Implementing parallel computing in finite element problems

Hi all,

I am very new to parallel programming, and relatively new to Julia. I have a spectral element code (higher order finite element) for numerical simulation of earthquakes, that I wish to parallelize.

I have read the manual, and I understand the usage of individual macros such as @spawn, @parallel for, etc, but I do not know the workflow for implementing it on a larger code.

My pseudocode looks like this:

  1. define parameters.
  2. setup (meshing, boundary conditions, etc)
while time < t_max:
    
    # Some simple vectorized computations

    # A conjugate gradient function to invert matrix

    # Some other vectorized computations

    # a series of for loops for element-wise computations

    # Save output variables

    # Compute the next timestep

end while

It is a 2D code, but takes like 70-80 hours to compute with a decent resolution (on a laptop). I have looked at each section of code, and the conjugate gradient takes the maximum time to compute, followed by the for loops. The conjugate gradient has some nested loops which I cannot avoid for now.

My question is:

  1. Is it enough to just have @parallel for loops in the entire code to improve performance? Or is it possible to have the time loop also parallelized?

  2. Should I be looking at MPI instead of Julia’s inbuilt macros for this kind of problem?

I know I have not given a whole lot of information, so here is the main function of my actual code:
https://github.com/thehalfspace/JuliaSEM/blob/develop/src/main.jl

It is kind of messy, sorry for that.

Any tips, pointers, ideas would be really helpful!

Thanks,
Prithvi

Disclaimer: I have not written distributed FEM code before, but I may very soon.

A few points that you may find useful:

  1. The conjugate gradient is defined in IterativeSolvers.jl.
  2. DistributedArrays.jl defines some distributed map and mapreduce functions and some other distributed linear algebra functions like the dot and mul! functions. These are everything you need to make a distributed CG algorithm.
  3. IterativeSolvers.jl is not yet fully supporting arbitrary array types, so if you try to pass the DistributedArray to the cg function, you will get some errors. When you do, you can open an issue on the Github repo to discuss how to fix it. And a few people there might help you get things up and running. In theory, IterativeSolvers.jl and DistributedArrays.jl can work seamlessly together but we are just a few type parameters away from that, I think. So get experimental and open issues.
  4. If your “matrix” is not an explicit matrix but in matrix-free form, you can define your own operator and pass it to cg. This operator can still make use of DistributedArrays to store element information for example.
  5. The map function for DistributedArrays might help you parallelize your other parts of the code or the matrix-free multiplication operator that you pass to cg.

Good luck!

2 Likes

If I understand your setting correctly, you are solving the equations of motion by using an explicit integrator, but because damping is included, a system of linear algebraic equations needs to be solved each time step?

1 Like

I would first speed up the serial code before even looking at parallelism. There’s too many allocations and such in there and that wouldn’t scale well. There’s a lot you can do even before parallelizing.

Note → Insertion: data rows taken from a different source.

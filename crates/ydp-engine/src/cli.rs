//! Command-line surface of the `ydp` binary

use clap::{Parser, Subcommand};
use std::path::PathBuf;

/// Yellow Data Platform pipeline engine
#[derive(Parser, Debug)]
#[command(name = "ydp")]
#[command(author, version, about, long_about = None)]
#[command(arg_required_else_help = true)]
pub struct Cli {
    /// Subcommand to execute
    #[command(subcommand)]
    pub command: Commands,

    /// Ecosystem model (overrides YDP_MODEL_PATH)
    #[arg(short, long, global = true)]
    pub model: Option<PathBuf>,

    /// Verbose console logging
    #[arg(short, long, global = true)]
    pub verbose: bool,
}

#[derive(Subcommand, Debug)]
pub enum Commands {
    /// Run every enabled cron loop until Ctrl+C or SIGTERM
    Run,

    /// Lint the model and check every routing binding
    Validate,

    /// Print each dataset group's platform, view and tables
    Routes,

    /// Capture one datastore now and merge it into every platform
    Fire {
        /// Datastore name
        datastore: String,
    },

    /// Run one replication cycle for a consumer replica group
    Replicate {
        /// Replica group name
        group: String,
    },

    /// Run a workspace's transformer once
    Transform {
        /// Workspace name
        workspace: String,
    },

    /// Show stream state and recent batches
    Status {
        /// Only this data platform
        #[arg(short, long)]
        platform: Option<String>,

        /// Only batches with this status (RUNNING, COMMITTED, FAILED)
        #[arg(short, long)]
        status: Option<String>,

        /// Number of batches to show
        #[arg(short, long, default_value = "20")]
        limit: i64,
    },
}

One you have efficient serial code, you still can improve the algorithms. You’re running explicit Euler, and so you can massively reduce the cost by increasing the stepsizes with some other explicit algorithm. Throw it into DifferentialEquations.jl and replace the linear solver with something like CG in there or something like that.

Then swap the arrays to DistributedArrays.jl or MPIArrays.jl to parallelize the broadcasts. Then you should have it all, with a few upstream PRs to IterativeSolvers.jl as @mohamed82008 said.

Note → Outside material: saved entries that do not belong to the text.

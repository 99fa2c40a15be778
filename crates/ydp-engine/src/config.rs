//! Engine configuration

use serde::{Deserialize, Serialize};
use std::path::PathBuf;
use std::time::Duration;

// ============================================================================
// Engine Configuration Constants
// ============================================================================

/// Default path of the ecosystem model.
pub const DEFAULT_MODEL_PATH: &str = "demos/yellow_starter.yaml";

/// Default merge database URL for local development.
pub const DEFAULT_DATABASE_URL: &str = "postgresql://localhost/datasurface_merge";

/// Default maximum database connections in the pool.
pub const DEFAULT_DATABASE_MAX_CONNECTIONS: u32 = 10;

/// Default minimum database connections in the pool.
pub const DEFAULT_DATABASE_MIN_CONNECTIONS: u32 = 2;

/// Default database connection timeout in seconds.
pub const DEFAULT_DATABASE_CONNECT_TIMEOUT_SECS: u64 = 10;

/// Default database idle timeout in seconds (10 minutes).
pub const DEFAULT_DATABASE_IDLE_TIMEOUT_SECS: u64 = 600;

/// Default bound on a source capture in seconds.
pub const DEFAULT_CAPTURE_TIMEOUT_SECS: u64 = 120;

/// Default bound on a merge-store commit in seconds.
pub const DEFAULT_MERGE_TIMEOUT_SECS: u64 = 60;

/// Default bound on one replica target's cycle in seconds.
pub const DEFAULT_REPLICATION_TIMEOUT_SECS: u64 = 120;

/// Default bound on a transformer run in seconds.
pub const DEFAULT_TRANSFORMER_TIMEOUT_SECS: u64 = 300;

/// Default time given to in-flight work at shutdown in seconds.
pub const DEFAULT_SHUTDOWN_GRACE_SECS: u64 = 30;

/// Engine configuration
#[derive(Debug, Clone, Serialize, Deserialize)]
pub struct EngineConfig {
    pub model_path: PathBuf,
    pub database: DatabaseConfig,
    pub timeouts: TimeoutConfig,
    pub scheduler: SchedulerConfig,
    pub shutdown_grace_secs: u64,
}

/// Merge database configuration
#[derive(Debug, Clone, Serialize, Deserialize)]
pub struct DatabaseConfig {
    pub url: String,
    pub max_connections: u32,
    pub min_connections: u32,
    pub connect_timeout_secs: u64,
    pub idle_timeout_secs: u64,
}

/// Per-operation deadlines
#[derive(Debug, Clone, Copy, PartialEq, Eq, Serialize, Deserialize)]
pub struct TimeoutConfig {
    pub capture_secs: u64,
    pub merge_secs: u64,
    pub replication_secs: u64,
    pub transformer_secs: u64,
}

impl TimeoutConfig {
    pub fn capture(&self) -> Duration {
        Duration::from_secs(self.capture_secs)
    }

    pub fn merge(&self) -> Duration {
        Duration::from_secs(self.merge_secs)
    }

    pub fn replication(&self) -> Duration {
        Duration::from_secs(self.replication_secs)
    }

    pub fn transformer(&self) -> Duration {
        Duration::from_secs(self.transformer_secs)
    }
}

impl Default for TimeoutConfig {
    fn default() -> Self {
        Self {
            capture_secs: DEFAULT_CAPTURE_TIMEOUT_SECS,
            merge_secs: DEFAULT_MERGE_TIMEOUT_SECS,
            replication_secs: DEFAULT_REPLICATION_TIMEOUT_SECS,
            transformer_secs: DEFAULT_TRANSFORMER_TIMEOUT_SECS,
        }
    }
}

/// Which cron loops `ydp run` starts
#[derive(Debug, Clone, Copy, PartialEq, Eq, Serialize, Deserialize)]
pub struct SchedulerConfig {
    pub ingestion_enabled: bool,
    pub replication_enabled: bool,
    pub transformers_enabled: bool,
}

impl Default for SchedulerConfig {
    fn default() -> Self {
        Self {
            ingestion_enabled: true,
            replication_enabled: true,
            transformers_enabled: true,
        }
    }
}

fn env_or<T: std::str::FromStr>(name: &str, default: T) -> T {
    std::env::var(name)
        .ok()
        .and_then(|s| s.parse().ok())
        .unwrap_or(default)
}

impl EngineConfig {
    /// Load configuration from environment and defaults
    pub fn load() -> anyhow::Result<Self> {
        dotenvy::dotenv().ok();

        let config = EngineConfig {
            model_path: std::env::var("YDP_MODEL_PATH")
                .map(PathBuf::from)
                .unwrap_or_else(|_| PathBuf::from(DEFAULT_MODEL_PATH)),
            database: DatabaseConfig {
                url: std::env::var("DATABASE_URL")
                    .unwrap_or_else(|_| DEFAULT_DATABASE_URL.to_string()),
                max_connections: env_or(
                    "DATABASE_MAX_CONNECTIONS",
                    DEFAULT_DATABASE_MAX_CONNECTIONS,
                ),
                min_connections: env_or(
                    "DATABASE_MIN_CONNECTIONS",
                    DEFAULT_DATABASE_MIN_CONNECTIONS,
                ),
                connect_timeout_secs: env_or(
                    "DATABASE_CONNECT_TIMEOUT",
                    DEFAULT_DATABASE_CONNECT_TIMEOUT_SECS,
                ),
                idle_timeout_secs: env_or("DATABASE_IDLE_TIMEOUT", DEFAULT_DATABASE_IDLE_TIMEOUT_SECS),
            },
            timeouts: TimeoutConfig {
                capture_secs: env_or("YDP_CAPTURE_TIMEOUT", DEFAULT_CAPTURE_TIMEOUT_SECS),
                merge_secs: env_or("YDP_MERGE_TIMEOUT", DEFAULT_MERGE_TIMEOUT_SECS),
                replication_secs: env_or("YDP_REPLICATION_TIMEOUT", DEFAULT_REPLICATION_TIMEOUT_SECS),
                transformer_secs: env_or("YDP_TRANSFORMER_TIMEOUT", DEFAULT_TRANSFORMER_TIMEOUT_SECS),
            },
            scheduler: SchedulerConfig {
                ingestion_enabled: env_or("YDP_INGESTION_ENABLED", true),
                replication_enabled: env_or("YDP_REPLICATION_ENABLED", true),
                transformers_enabled: env_or("YDP_TRANSFORMERS_ENABLED", true),
            },
            shutdown_grace_secs: env_or("YDP_SHUTDOWN_GRACE", DEFAULT_SHUTDOWN_GRACE_SECS),
        };

        config.validate()?;

        Ok(config)
    }

    /// Validate configuration
    pub fn validate(&self) -> anyhow::Result<()> {
        if self.model_path.as_os_str().is_empty() {
            anyhow::bail!("Model path cannot be empty");
        }

        if self.database.url.is_empty() {
            anyhow::bail!("Database URL cannot be empty");
        }

        if self.database.max_connections == 0 {
            anyhow::bail!("Database max_connections must be greater than 0");
        }

        if self.database.min_connections > self.database.max_connections {
            anyhow::bail!(
                "Database min_connections ({}) cannot be greater than max_connections ({})",
                self.database.min_connections,
                self.database.max_connections
            );
        }

        let t = &self.timeouts;
        if t.capture_secs == 0 || t.merge_secs == 0 || t.replication_secs == 0 || t.transformer_secs == 0
        {
            anyhow::bail!("Operation timeouts must be greater than 0");
        }

        if !self.scheduler.ingestion_enabled
            && !self.scheduler.replication_enabled
            && !self.scheduler.transformers_enabled
        {
            tracing::warn!("All schedulers disabled - `ydp run` will idle until shutdown");
        }

        Ok(())
    }
}

impl Default for EngineConfig {
    fn default() -> Self {
        Self {
            model_path: PathBuf::from(DEFAULT_MODEL_PATH),
            database: DatabaseConfig {
                url: DEFAULT_DATABASE_URL.to_string(),
                max_connections: DEFAULT_DATABASE_MAX_CONNECTIONS,
                min_connections: DEFAULT_DATABASE_MIN_CONNECTIONS,
                connect_timeout_secs: DEFAULT_DATABASE_CONNECT_TIMEOUT_SECS,
                idle_timeout_secs: DEFAULT_DATABASE_IDLE_TIMEOUT_SECS,
            },
            timeouts: TimeoutConfig::default(),
            scheduler: SchedulerConfig::default(),
            shutdown_grace_secs: DEFAULT_SHUTDOWN_GRACE_SECS,
        }
    }
}

#[cfg(test)]
#[allow(clippy::unwrap_used, clippy::expect_used)]
mod tests {
    use super::*;
    use serial_test::serial;

    #[test]
    fn test_default_is_valid() {
        EngineConfig::default().validate().unwrap();
    }

    #[test]
    fn test_pool_bounds_checked() {
        let mut config = EngineConfig::default();
        config.database.min_connections = 20;
        assert!(config.validate().is_err());
    }

    #[test]
    fn test_zero_timeout_rejected() {
        let mut config = EngineConfig::default();
        config.timeouts.merge_secs = 0;
        assert!(config.validate().is_err());
    }

    #[test]
    #[serial]
    fn test_env_overrides() {
        std::env::set_var("YDP_CAPTURE_TIMEOUT", "7");
        std::env::set_var("YDP_REPLICATION_ENABLED", "false");
        std::env::set_var("YDP_MODEL_PATH", "/etc/ydp/eco.yaml");

        let config = EngineConfig::load().unwrap();
        assert_eq!(config.timeouts.capture(), Duration::from_secs(7));
        assert!(!config.scheduler.replication_enabled);
        assert_eq!(config.model_path, PathBuf::from("/etc/ydp/eco.yaml"));

        std::env::remove_var("YDP_CAPTURE_TIMEOUT");
        std::env::remove_var("YDP_REPLICATION_ENABLED");
        std::env::remove_var("YDP_MODEL_PATH");
    }
}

But the biggest changes are just changing the algorithm and optimizing the serial code.

4 Likes

Echoing @ChrisRackauckas That is what the keynote from Aviva said at JuliaCon. Concentrate on the serial code before parallelism.

1 Like

Thanks for the reply.

Yes, you are right. But instead of damping, I have a differential algebraic equation to solve. I am solving the equation of motion, where the velocity term would be implicitly defined as a function of friction state variables.

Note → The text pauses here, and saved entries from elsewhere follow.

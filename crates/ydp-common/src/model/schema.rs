//! Dataset schemas
//!
//! A dataset is an ordered list of typed columns. Schema changes are declared
//! by bumping `version`; the engine treats an unversioned change as a mismatch.

use serde::{Deserialize, Serialize};
use std::fmt;

use crate::hash::CanonicalHasher;

/// Column data type
#[derive(Debug, Clone, Copy, PartialEq, Eq, Hash, Serialize, Deserialize)]
#[serde(tag = "type", rename_all = "lowercase")]
pub enum DataType {
    #[serde(rename = "varchar")]
    VarChar { length: u32 },
    Char { length: u32 },
    Text,
    Integer,
    #[serde(rename = "bigint")]
    BigInt,
    Decimal { precision: u8, scale: u8 },
    Double,
    Boolean,
    Date,
    Timestamp,
}

impl DataType {
    /// Whether values of this type are carried as strings
    pub fn is_textual(&self) -> bool {
        matches!(self, DataType::VarChar { .. } | DataType::Char { .. } | DataType::Text)
    }

    /// Maximum character length, when the type declares one
    pub fn max_length(&self) -> Option<u32> {
        match self {
            DataType::VarChar { length } | DataType::Char { length } => Some(*length),
            _ => None,
        }
    }
}

impl fmt::Display for DataType {
    fn fmt(&self, f: &mut fmt::Formatter<'_>) -> fmt::Result {
        match self {
            DataType::VarChar { length } => write!(f, "VARCHAR({})", length),
            DataType::Char { length } => write!(f, "CHAR({})", length),
            DataType::Text => write!(f, "TEXT"),
            DataType::Integer => write!(f, "INTEGER"),
            DataType::BigInt => write!(f, "BIGINT"),
            DataType::Decimal { precision, scale } => write!(f, "DECIMAL({},{})", precision, scale),
            DataType::Double => write!(f, "DOUBLE"),
            DataType::Boolean => write!(f, "BOOLEAN"),
            DataType::Date => write!(f, "DATE"),
            DataType::Timestamp => write!(f, "TIMESTAMP"),
        }
    }
}

fn default_true() -> bool {
    true
}

fn default_schema_version() -> u32 {
    1
}

/// A typed, nullable/primary-key-flagged column
#[derive(Debug, Clone, PartialEq, Eq, Serialize, Deserialize)]
pub struct Column {
    pub name: String,
    #[serde(flatten)]
    pub data_type: DataType,
    #[serde(default = "default_true")]
    pub nullable: bool,
    #[serde(default)]
    pub primary_key: bool,
}

impl Column {
    pub fn new(name: impl Into<String>, data_type: DataType) -> Self {
        Self {
            name: name.into(),
            data_type,
            nullable: true,
            primary_key: false,
        }
    }

    /// Primary-key column; implies NOT NULL
    pub fn key(name: impl Into<String>, data_type: DataType) -> Self {
        Self {
            name: name.into(),
            data_type,
            nullable: false,
            primary_key: true,
        }
    }

    pub fn not_null(mut self) -> Self {
        self.nullable = false;
        self
    }

    /// Effective nullability (primary-key columns never accept NULL)
    pub fn accepts_null(&self) -> bool {
        self.nullable && !self.primary_key
    }
}

/// Ordered column list plus a declared version
#[derive(Debug, Clone, PartialEq, Eq, Serialize, Deserialize)]
pub struct Schema {
    #[serde(default = "default_schema_version")]
    pub version: u32,
    pub columns: Vec<Column>,
}

impl Schema {
    pub fn new(columns: Vec<Column>) -> Self {
        Self {
            version: default_schema_version(),
            columns,
        }
    }

    pub fn with_version(mut self, version: u32) -> Self {
        self.version = version;
        self
    }

    pub fn column(&self, name: &str) -> Option<&Column> {
        self.columns.iter().find(|c| c.name == name)
    }

    pub fn primary_key(&self) -> impl Iterator<Item = &Column> {
        self.columns.iter().filter(|c| c.primary_key)
    }

    pub fn primary_key_names(&self) -> Vec<&str> {
        self.primary_key().map(|c| c.name.as_str()).collect()
    }

    pub fn column_names(&self) -> Vec<&str> {
        self.columns.iter().map(|c| c.name.as_str()).collect()
    }

    /// Shape fingerprint: names, types, nullability and key flags in order.
    /// The version is deliberately excluded.
    pub fn fingerprint(&self) -> String {
        let mut hasher = CanonicalHasher::new();
        for column in &self.columns {
            hasher
                .part(Some(&column.name))
                .part(Some(&column.data_type.to_string()))
                .part(Some(if column.accepts_null() { "NULL" } else { "NOT NULL" }))
                .part(Some(if column.primary_key { "PK" } else { "" }));
        }
        hasher.finish()
    }
}

/// Data classification tag
#[derive(Debug, Clone, Copy, PartialEq, Eq, Hash, Serialize, Deserialize)]
#[serde(rename_all = "UPPERCASE")]
pub enum ClassificationTag {
    /// Public
    Pub,
    /// Intellectual property
    Ip,
    Pc1,
    Pc2,
    Pc3,
    /// Client personal information
    Cpi,
    /// Material non-public information
    Mnpi,
}

#[derive(Debug, Clone, PartialEq, Eq, Serialize, Deserialize)]
pub struct Classification {
    pub tag: ClassificationTag,
    #[serde(default)]
    pub label: Option<String>,
}

impl Classification {
    pub fn is_regulated(&self) -> bool {
        self.tag != ClassificationTag::Pub
    }
}

/// A named relational schema plus classification tags
#[derive(Debug, Clone, PartialEq, Eq, Serialize, Deserialize)]
pub struct Dataset {
    pub name: String,
    pub schema: Schema,
    #[serde(default)]
    pub classifications: Vec<Classification>,
}

impl Dataset {
    pub fn new(name: impl Into<String>, schema: Schema) -> Self {
        Self {
            name: name.into(),
            schema,
            classifications: Vec::new(),
        }
    }

    pub fn is_regulated(&self) -> bool {
        self.classifications.iter().any(Classification::is_regulated)
    }
}

#[cfg(test)]
#[allow(clippy::unwrap_used)]
mod tests {
    use super::*;

    fn customers() -> Schema {
        Schema::new(vec![
            Column::key("id", DataType::VarChar { length: 20 }),
            Column::new("email", DataType::VarChar { length: 100 }),
        ])
    }

    #[test]
    fn test_column_yaml_shape() {
        let yaml = "name: dob\ntype: date\nnullable: false\n";
        let column: Column = serde_yaml::from_str(yaml).unwrap();
        assert_eq!(column.data_type, DataType::Date);
        assert!(!column.nullable);
        assert!(!column.primary_key);

        let yaml = "name: id\ntype: varchar\nlength: 20\nprimary_key: true\n";
        let column: Column = serde_yaml::from_str(yaml).unwrap();
        assert_eq!(column.data_type, DataType::VarChar { length: 20 });
        assert!(!column.accepts_null());
    }

    #[test]
    fn test_fingerprint_ignores_version() {
        let a = customers();
        let b = customers().with_version(7);
        assert_eq!(a.fingerprint(), b.fingerprint());
    }

    #[test]
    fn test_fingerprint_detects_type_change() {
        let a = customers();
        let mut b = customers();
        b.columns[1].data_type = DataType::VarChar { length: 200 };
        assert_ne!(a.fingerprint(), b.fingerprint());
    }

    #[test]
    fn test_primary_key_names() {
        assert_eq!(customers().primary_key_names(), vec!["id"]);
    }
}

The timestepping in my setting is adaptive, where it is proportional to the velocity. I need very small timesteps (fraction of second) during earthquake onset, and large timesteps (fraction of year) during the time between two earthquakes (quasi-static). Therefore we have two different implementations. The quasi-static one uses Huen’s method (a second order Runge-Kutta method) for time updating. The dynamic part uses a modified multistage predictor-corrector strategy to update time.

Ref: https://agupubs.onlinelibrary.wiley.com/doi/pdf/10.1029/2011JB008395

I am still learning the complete mathematics of the problem. I have a borrowed code from matlab, which I translated to julia with some modifications, and it has already made it more than twice fast.

Thanks for the suggestion. I am still in the process of learning the algorithms (Sorry, I’m not from a math background).

I had the code in matlab, which I translated to julia with some modifications, and it is already more than twice as fast.

The problem with my timestep is that it is adaptive. I have two different algorithms (call it quasi-static and dynamic) that I’m solving. The quasi-static one has time-step as fraction of year, whereas the dynamic one has timestep as fraction of seconds. The time-step is inversely proportional to the velocity of the medium.

As such, I have two different time-updating schemes. The quasi-static one uses Heun’s method (second order runge-kutta), and the dynamic one uses a multistage predictor corrector strategy to solve the condensed problem, and uses a custom updating algorithm.

Ref: https://agupubs.onlinelibrary.wiley.com/doi/pdf/10.1029/2011JB008395

I tried to have all the constant values within struct, and all the dynamic allocations in the main before the while time loop. I do not have any allocations in the while loop. I imagined that even if the pre-allocations take some time, the while loop should not.

Is there a way to reduce the allocations in the present algorithm? I would definitely try to update to better algorithms as you suggest.

The one thing I cannot change is the number of timesteps. I am wondering how to go about increasing the speed in such a case.

I will definitely check out the cg of iterativesolvers.jl.

Thanks for the help!